Image spatial entropy based on quadrilateral Markov random field

The use of information theory measures such as entropy and mutual information has been steadily growing in image processing applications. Shannon entropy is a powerful tool in image analysis, but its reliable computation from image data faces an inherent dimensionality problem that calls for a low-dimensional and closed form model for the pixel value distributions. The most promising such models are Markovian, however, the conventional Markov Random Field is hampered by non-causality and its causal versions are also not free of difficulties. For example, the Markov Mesh Random Field has its own limitations due to the strong diagonal dependency in its local neighboring system.

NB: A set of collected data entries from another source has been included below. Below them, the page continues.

use leptos::prelude::*;

use crate::components::persona_graph::{GraphEdge, GraphNode, Layer, PersonaGraph, PersonaGraphCanvas};

/// One story with its details, as (title, [details]).
type StorySeed = (&'static str, &'static [&'static str]);

const ANGLES: [(&str, &[StorySeed]); 3] = [
	(
		"Curiosity across borders",
		&[
			("Exchange week in Kyoto", &["Hosted by a ceramics family", "Learned 200 kanji in a month"]),
			("Translating for my grandmother", &["Weekly clinic visits"]),
			("Model UN delegate", &[]),
			("Language tandem club founder", &["Thirty members after one term", "Ran it bilingually"]),
			("Volunteer at the refugee centre", &["Taught basic maths"]),
			("Summer at the Goethe-Institut", &["B2 certificate"]),
		],
	),
	(
		"Building things that work",
		&[
			("Robotics team lead", &["Regional finalist", "Rewrote the drive code", "Mentored two juniors"]),
			("Fixing bikes for the neighbourhood", &["Forty bikes repaired"]),
		],
	),
	(
		"Quiet leadership",
		&[("Organizing the school food drive", &["Two tonnes collected"])],
	),
];

fn slug(text: &str) -> String {
	text.chars()
		.filter_map(|c| match c {
			c if c.is_ascii_alphanumeric() => Some(c.to_ascii_lowercase()),
			' ' | '-' => Some('-'),
			_ => None,
		})
		.collect()
}

/// Sample study-abroad persona: one angle carries enough stories to collapse into a cluster.
fn sample_persona() -> PersonaGraph {
	let mut profile = GraphNode::new("profile", Layer::Profile, None, "Maya Chen");
	profile.content = "Applicant for a semester abroad in Berlin.".into();
	profile.confidence = 0.8;
	let mut nodes = vec![profile];
	let mut edges = Vec::new();

	for (a, (angle_title, stories)) in ANGLES.iter().enumerate() {
		let angle_id = format!("angle-{}", slug(angle_title));
		let mut angle = GraphNode::new(&angle_id, Layer::Angle, Some("profile"), *angle_title);
		angle.confidence = 0.9 - a as f64 * 0.2;
		angle.tags = vec!["angle".into()];
		edges.push(GraphEdge::linking("profile", &angle_id));
		nodes.push(angle);

		for (s, (story_title, details)) in stories.iter().enumerate() {
			let story_id = format!("{angle_id}/{}", slug(story_title));
			let mut story = GraphNode::new(&story_id, Layer::Story, Some(angle_id.as_str()), *story_title);
			story.confidence = 1.0 - s as f64 * 0.1;
			story.tags = vec!["story".into()];
			edges.push(GraphEdge::linking(&angle_id, &story_id));
			nodes.push(story);

			for detail_title in details.iter() {
				let detail_id = format!("{story_id}/{}", slug(detail_title));
				let mut detail = GraphNode::new(&detail_id, Layer::Detail, Some(story_id.as_str()), *detail_title);
				detail.content = format!("Detail behind \"{story_title}\".");
				detail.confidence = 0.6;
				edges.push(GraphEdge::linking(&story_id, &detail_id));
				nodes.push(detail);
			}
		}
	}

	PersonaGraph { nodes, edges }
}

/// Default Home Page
#[component]
pub fn Home() -> impl IntoView {
	let persona = sample_persona();
	let (active, set_active) = signal(None::<GraphNode>);
	let (show_all_details, set_show_all_details) = signal(false);

	let on_activate = Callback::new(move |node: GraphNode| set_active.set(Some(node)));
	let graph_data = Signal::stored(persona);

	let detail_panel = move || {
		active.get().map(|node| {
			let confidence = format!("{:.0}%", node.confidence * 100.0);
			view! {
				<aside class="node-detail">
					<h2>{node.title}</h2>
					<p>{node.content}</p>
					<ul class="tags">
						{node.tags.into_iter().map(|t| view! { <li>{t}</li> }).collect_view()}
					</ul>
					<p class="confidence">"Confidence: " {confidence}</p>
				</aside>
			}
		})
	};

	view! {
		<ErrorBoundary fallback=|errors| {
			view! {
				<h1>"Uh oh! Something went wrong!"</h1>

				<p>"Errors: "</p>
				<ul>
					{move || {
						errors
							.get()
							.into_iter()
							.map(|(_, e)| view! { <li>{e.to_string()}</li> })
							.collect_view()
					}}
				</ul>
			}
		}>

			<div class="fullscreen-graph">
				<PersonaGraphCanvas
					data=graph_data
					show_all_details=show_all_details
					on_activate=on_activate
					fullscreen=true
				/>
				<div class="graph-overlay">
					<h1>"Persona Graph"</h1>
					<p class="subtitle">
						"Hover a story to see its details. Click a badge to expand. Double-click to re-center."
					</p>
					<label>
						<input
							type="checkbox"
							prop:checked=show_all_details
							on:change=move |ev| set_show_all_details.set(event_target_checked(&ev))
						/>
						" Show all details"
					</label>
				</div>
				{detail_panel}
			</div>
		</ErrorBoundary>
	}
}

This is due to the fact that all the existing causal Markov Random Fields are defined to be unilateral with respect to only one corner of the image, while the image lattice by nature has four corners and consequently it is quadrilateral. In this dissertation, a quadrilateral MRF is thus developed to resolve the issue of directionally bias. It is shown that such a model allows the image lattice pdf to be written as the product of a large number of two-dimensional pdfs. By making the homogeneity assumption, it is made possible to estimate the two-dimensional neighboring process pdfs via their joint histogram from a given image. Furthermore, the dimensionless characteristic of Shannon entropy and its logarithmic nature make it possible to convert the product of two-dimensional pdfs into a summation of simple dimensionless numbers toward obtaining image spatial entropy. Computational complexity of the new computational method of image spatial entropy is consequently higher than the complexity of the classical entropy. An estimation method is also developed in this dissertation to reduce the computational complexity of image spatial entropy. It is shown that for applications tolerable to slight inaccuracies image spatial entropy can be computed with the same complexity as the classical one. The same computation approach is also utilized to compute the image spatial mutual information. In addition, based on this mutual information, two new similarity measures for image registration are introduced. These measures are compared to the existing similarity measures within the context of medical image registration. The results obtained show the superiority of the introduced similarity measures to those of the existing ones.